First published in The Times, Monday September 16 2019
The best-known novel by the Polish science-fiction writer Stanislaw Lem is a story that never dies. Solaris, which depicts a group of scientists attempting contact with a seemingly sentient planet, has been filmed three times, notably by the Russian director Andrei Tarkovsky in 1972 and Steven Soderbergh in 2002, and has been adapted several times for theatre and opera.

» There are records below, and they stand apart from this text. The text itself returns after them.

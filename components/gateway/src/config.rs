//! Gateway configs.
use std::path::PathBuf;

use gateway_crypto::secp256k1;
use zksync_concurrency::{limiter, net, time};

/// How often a node retries to establish a connection to its gateway.
pub(crate) const CONNECT_RETRY: time::Duration = time::Duration::seconds(10);

/// TLS key material locations for a listener.
#[derive(Debug, Clone, PartialEq)]
pub struct TlsConfig {
    /// Path to the PEM-encoded certificate chain.
    pub cert_path: PathBuf,
    /// Path to the PEM-encoded private key.
    pub key_path: PathBuf,
}

/// Configuration of an HTTP listener.
#[derive(Debug, Clone, PartialEq)]
pub struct HttpServerConfig {
    /// Address to listen on.
    pub addr: net::tcp::ListenerAddr,
    /// TLS configuration. Plain TCP if `None`.
    pub tls: Option<TlsConfig>,
    /// URL path served by this listener.
    pub path: String,
    /// Timeout for reading the request head.
    pub read_timeout: time::Duration,
    /// Bound on draining in-flight connections during shutdown.
    pub write_timeout: time::Duration,
    /// Deadline for handling a single request.
    pub request_timeout: time::Duration,
    /// Maximal accepted request body size; larger bodies get HTTP 413.
    pub max_request_bytes: usize,
    /// Value of the `content-type` header of JSON-RPC responses.
    pub content_type: String,
}

/// Configuration of the WebSocket listener for node connections.
#[derive(Debug, Clone, PartialEq)]
pub struct WsServerConfig {
    /// Address to listen on.
    pub addr: net::tcp::ListenerAddr,
    /// TLS configuration. Plain TCP if `None`.
    pub tls: Option<TlsConfig>,
    /// URL path the nodes connect to.
    pub path: String,
    /// Deadline for completing the authentication handshake.
    pub handshake_timeout: time::Duration,
    /// Maximal accepted WebSocket message size; larger frames kill the
    /// connection.
    pub max_frame_bytes: usize,
    /// Maximal rate at which inbound TCP connections are accepted.
    pub accept_rate: limiter::Rate,
}

/// A single DON member.
#[derive(Debug, Clone, PartialEq)]
pub struct NodeConfig {
    /// Human-readable node name, used only for logging.
    pub name: String,
    /// Address the node authenticates with.
    pub address: secp256k1::Address,
}

/// Configuration of a single DON served by the gateway.
#[derive(Debug, Clone, PartialEq)]
pub struct DonConfig {
    /// Unique DON identifier, matched against `don_id` of incoming messages.
    pub don_id: String,
    /// Name of the handler type for this DON, resolved via `HandlerRegistry`.
    pub handler_name: String,
    /// Handler-specific configuration, passed verbatim to the constructor.
    pub handler_config: serde_json::Value,
    /// Member nodes allowed to connect on behalf of this DON.
    pub members: Vec<NodeConfig>,
}

/// Top-level gateway configuration.
#[derive(Debug, Clone, PartialEq)]
pub struct GatewayConfig {
    /// Listener for user HTTP requests.
    pub user_server: HttpServerConfig,
    /// Listener for node WebSocket connections.
    pub node_server: WsServerConfig,
    /// DONs served by this gateway.
    pub dons: Vec<DonConfig>,
}
//! Wrappers for the Keccak256 cryptographic hash algorithm.
use sha3::{digest::Update as _, Digest as _};

use crate::ByteFmt;

#[cfg(test)]
mod test;

/// Keccak256 hash.
#[derive(Copy, Clone, Default, PartialEq, Eq, PartialOrd, Ord, Hash)]
pub struct Keccak256(pub(crate) [u8; 32]);

impl Keccak256 {
    /// Computes a Keccak256 hash of a message.
    pub fn new(msg: &[u8]) -> Self {
        Self(sha3::Keccak256::new().chain(msg).finalize().into())
    }

    /// Returns a reference to the bytes of this hash.
    pub fn as_bytes(&self) -> &[u8; 32] {
        &self.0
    }
}

impl std::fmt::Debug for Keccak256 {
    fn fmt(&self, fmt: &mut std::fmt::Formatter<'_>) -> std::fmt::Result {
        write!(fmt, "Keccak256({})", hex::encode(self.0))
    }
}

impl ByteFmt for Keccak256 {
    fn decode(bytes: &[u8]) -> anyhow::Result<Self> {
        Ok(Self(bytes.try_into()?))
    }

    fn encode(&self) -> Vec<u8> {
        self.0.to_vec()
    }
}
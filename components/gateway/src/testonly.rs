//! Test-only utilities.
use std::sync::{Arc, Mutex};

use gateway_crypto::secp256k1;
use rand::{
    distributions::{Alphanumeric, Distribution, Standard},
    Rng,
};
use tokio_tungstenite::{tungstenite::protocol::Role, WebSocketStream};
use zksync_concurrency::{ctx, net};

use crate::{
    config::{DonConfig, GatewayConfig, HttpServerConfig, NodeConfig, WsServerConfig},
    connection_manager::MessageSender,
    message::{Message, MessageBody},
    network::WsStream,
};

fn rand_str<R: Rng + ?Sized>(rng: &mut R, len: usize) -> String {
    (0..len).map(|_| rng.sample(Alphanumeric) as char).collect()
}

impl Distribution<MessageBody> for Standard {
    fn sample<R: Rng + ?Sized>(&self, rng: &mut R) -> MessageBody {
        MessageBody {
            message_id: rand_str(rng, 16),
            method: rand_str(rng, 8),
            don_id: rand_str(rng, 8),
            sender: String::new(),
            payload: serde_json::json!({ "data": rand_str(rng, 32) }),
        }
    }
}

/// Signs a random message addressed to `don_id`.
pub fn signed_message(
    rng: &mut impl Rng,
    don_id: &str,
    key: &secp256k1::SecretKey,
) -> Message {
    let mut body: MessageBody = rng.gen();
    body.don_id = don_id.into();
    Message::sign(body, key).expect("signing a random valid body")
}

/// Connects two WebSocket endpoints over an in-memory duplex pipe.
pub async fn ws_pipe() -> (WsStream, WsStream) {
    let (client, server) = tokio::io::duplex(1 << 16);
    let client = WebSocketStream::from_raw_socket(
        Box::new(client) as Box<dyn crate::network::AsyncStream>,
        Role::Client,
        None,
    )
    .await;
    let server = WebSocketStream::from_raw_socket(
        Box::new(server) as Box<dyn crate::network::AsyncStream>,
        Role::Server,
        None,
    )
    .await;
    (client, server)
}

/// `MessageSender` recording every sent message instead of hitting the wire.
pub struct RecordingSender {
    members: Vec<secp256k1::Address>,
    sent: Mutex<Vec<(secp256k1::Address, Message)>>,
}

impl RecordingSender {
    /// Constructs a sender with the given member set.
    pub fn new(members: Vec<secp256k1::Address>) -> Arc<Self> {
        Arc::new(Self {
            members,
            sent: Mutex::new(Vec::new()),
        })
    }

    /// Messages sent so far.
    pub fn sent(&self) -> Vec<(secp256k1::Address, Message)> {
        self.sent.lock().unwrap().clone()
    }
}

#[async_trait::async_trait]
impl MessageSender for RecordingSender {
    fn members(&self) -> Vec<secp256k1::Address> {
        self.members.clone()
    }

    async fn send_to_node(
        &self,
        _ctx: &ctx::Ctx,
        addr: &secp256k1::Address,
        msg: &Message,
    ) -> anyhow::Result<()> {
        self.sent.lock().unwrap().push((*addr, msg.clone()));
        Ok(())
    }
}

/// HTTP server config bound to a reserved localhost port.
pub fn make_http_config(path: &str) -> HttpServerConfig {
    HttpServerConfig {
        addr: net::tcp::testonly::reserve_listener(),
        tls: None,
        path: path.into(),
        read_timeout: zksync_concurrency::time::Duration::seconds(5),
        write_timeout: zksync_concurrency::time::Duration::seconds(5),
        request_timeout: zksync_concurrency::time::Duration::seconds(5),
        max_request_bytes: 1 << 20,
        content_type: "application/jsonrpc; charset=utf-8".into(),
    }
}

/// WebSocket node-server config bound to a reserved localhost port.
pub fn make_ws_config(path: &str) -> WsServerConfig {
    WsServerConfig {
        addr: net::tcp::testonly::reserve_listener(),
        tls: None,
        path: path.into(),
        handshake_timeout: zksync_concurrency::time::Duration::seconds(5),
        max_frame_bytes: 1 << 20,
        accept_rate: zksync_concurrency::limiter::Rate::INF,
    }
}

/// DON config with the `"dummy"` handler and the given members.
pub fn make_don_config(don_id: &str, keys: &[secp256k1::SecretKey]) -> DonConfig {
    DonConfig {
        don_id: don_id.into(),
        handler_name: "dummy".into(),
        handler_config: serde_json::Value::Null,
        members: keys
            .iter()
            .enumerate()
            .map(|(i, key)| NodeConfig {
                name: format!("node_{i}"),
                address: key.address(),
            })
            .collect(),
    }
}

/// Full gateway config with a single DON.
pub fn make_gateway_config(don: DonConfig) -> GatewayConfig {
    GatewayConfig {
        user_server: make_http_config("/user"),
        node_server: make_ws_config("/node"),
        dons: vec![don],
    }
}
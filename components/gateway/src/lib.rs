//! Gateway relaying signed JSON-RPC messages between users and DON
//! (Decentralized Oracle Network) nodes.
//!
//! Users talk plain HTTP; nodes keep long-lived WebSocket connections
//! authenticated by a challenge-response handshake. Per-DON handlers define
//! what a request means and when it is complete.
use std::sync::Arc;

use anyhow::Context as _;
use zksync_concurrency::{ctx, scope};

pub mod codec;
mod config;
pub mod connection_manager;
pub mod handler;
pub mod message;
mod metrics;
pub mod network;
pub mod testonly;

pub use config::*;

use crate::{
    connection_manager::ConnectionManager,
    handler::HandlerRegistry,
    network::{http::UserServer, server::NodeServer},
};

/// Gateway state observable from outside.
pub struct Gateway {
    cfg: GatewayConfig,
    manager: Arc<ConnectionManager>,
}

/// Runner of the gateway background tasks.
#[must_use]
pub struct Runner {
    gateway: Arc<Gateway>,
    manager_runner: connection_manager::Runner,
}

impl Gateway {
    /// Validates the config, constructs the per-DON connection state and
    /// wires the handlers. Call [`Runner::run`] to serve.
    pub fn new(cfg: GatewayConfig, registry: &HandlerRegistry) -> anyhow::Result<(Arc<Self>, Runner)> {
        hyper::header::HeaderValue::from_str(&cfg.user_server.content_type)
            .context("user_server.content_type")?;
        let (manager, manager_runner) = ConnectionManager::new(&cfg.dons)?;
        for don_cfg in &cfg.dons {
            let don = manager
                .don(&don_cfg.don_id)
                .context("DON missing after construction")?
                .clone();
            let handler = registry.new_handler(don_cfg, don.clone())?;
            don.set_handler(handler)?;
        }
        let gateway = Arc::new(Self { cfg, manager });
        Ok((
            gateway.clone(),
            Runner {
                gateway,
                manager_runner,
            },
        ))
    }

    /// Connection manager of this gateway.
    pub fn manager(&self) -> &Arc<ConnectionManager> {
        &self.manager
    }
}

impl Runner {
    /// Runs the user HTTP server, the node WebSocket server and the message
    /// dispatch loops until the context is canceled.
    pub async fn run(self, ctx: &ctx::Ctx) -> anyhow::Result<()> {
        let user_server = UserServer::new(
            self.gateway.cfg.user_server.clone(),
            self.gateway.manager.clone(),
        )
        .context("user_server")?;
        let node_server = NodeServer::new(
            self.gateway.cfg.node_server.clone(),
            self.gateway.manager.clone(),
        );
        let manager_runner = self.manager_runner;
        let res: ctx::Result<()> = scope::run!(ctx, |ctx, s| async {
            s.spawn(async {
                manager_runner
                    .run(ctx)
                    .await
                    .context("connection_manager")?;
                Ok(())
            });
            s.spawn(async {
                user_server.run(ctx).await.context("user_server")?;
                Ok(())
            });
            s.spawn(async {
                node_server.run(ctx).await.context("node_server")?;
                Ok(())
            });
            Ok(())
        })
        .await;
        match res {
            Ok(()) | Err(ctx::Error::Canceled(_)) => Ok(()),
            Err(ctx::Error::Internal(err)) => Err(err),
        }
    }
}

It is easy to see the attraction of Lem’s novel for stage dramatists. With its small cast of characters and encapsulated setting, the tale has more in common with Sartre’s existentialist drama than a battleship epic such as Star Wars. Where the movie versions have misguidedly swamped the human element in elaborate visuals, David Greig’s adaptation of Solaris is more melancholic ghost story than space opera. In Matthew Lutton’s slow-burning, unsettling production for the Lyceum (in collaboration with the Malthouse Theatre in Melbourne and the Lyric Hammersmith in London), the setting becomes almost incidental.
Pic: Mihaela Bodlovic
In both Lem’s novel and Greig’s play the sci-fi genre’s usual clear parameters between heroes and villains have been blurred. The main question posed by the crew orbiting Solaris is whether the planet, which has the power to generate the loved ones lodged in the consciousness of the human characters, is benevolent or malicious in its intent. While Kris (Polly Frame), the psychologist apparently reunited with her dead lover Ray (Keegan Joyce), perceives the event as the fulfilment of a dream, her colleague Sartorius (Jade Ogugua) views the arrival of her drowned child with horror.
Pic: Mihaela Bodlovic
Greig and Lutton zero in on these conflicting responses to create an at times moving investigation of memory, grief and manipulation. As in Lutton’s 2016 stage version of Picnic at Hanging Rock, the sense of unease creeps in around the edges, with the tension spilling over in horrific set pieces without ever descending into melodrama. The production makes great use of Hyemi Shin’s set design, with the interior of the space station providing a serene counterpoint to the planet’s undulating surface, and the action is underpinned by a suitably ethereal soundscape created by Jethro Woodward.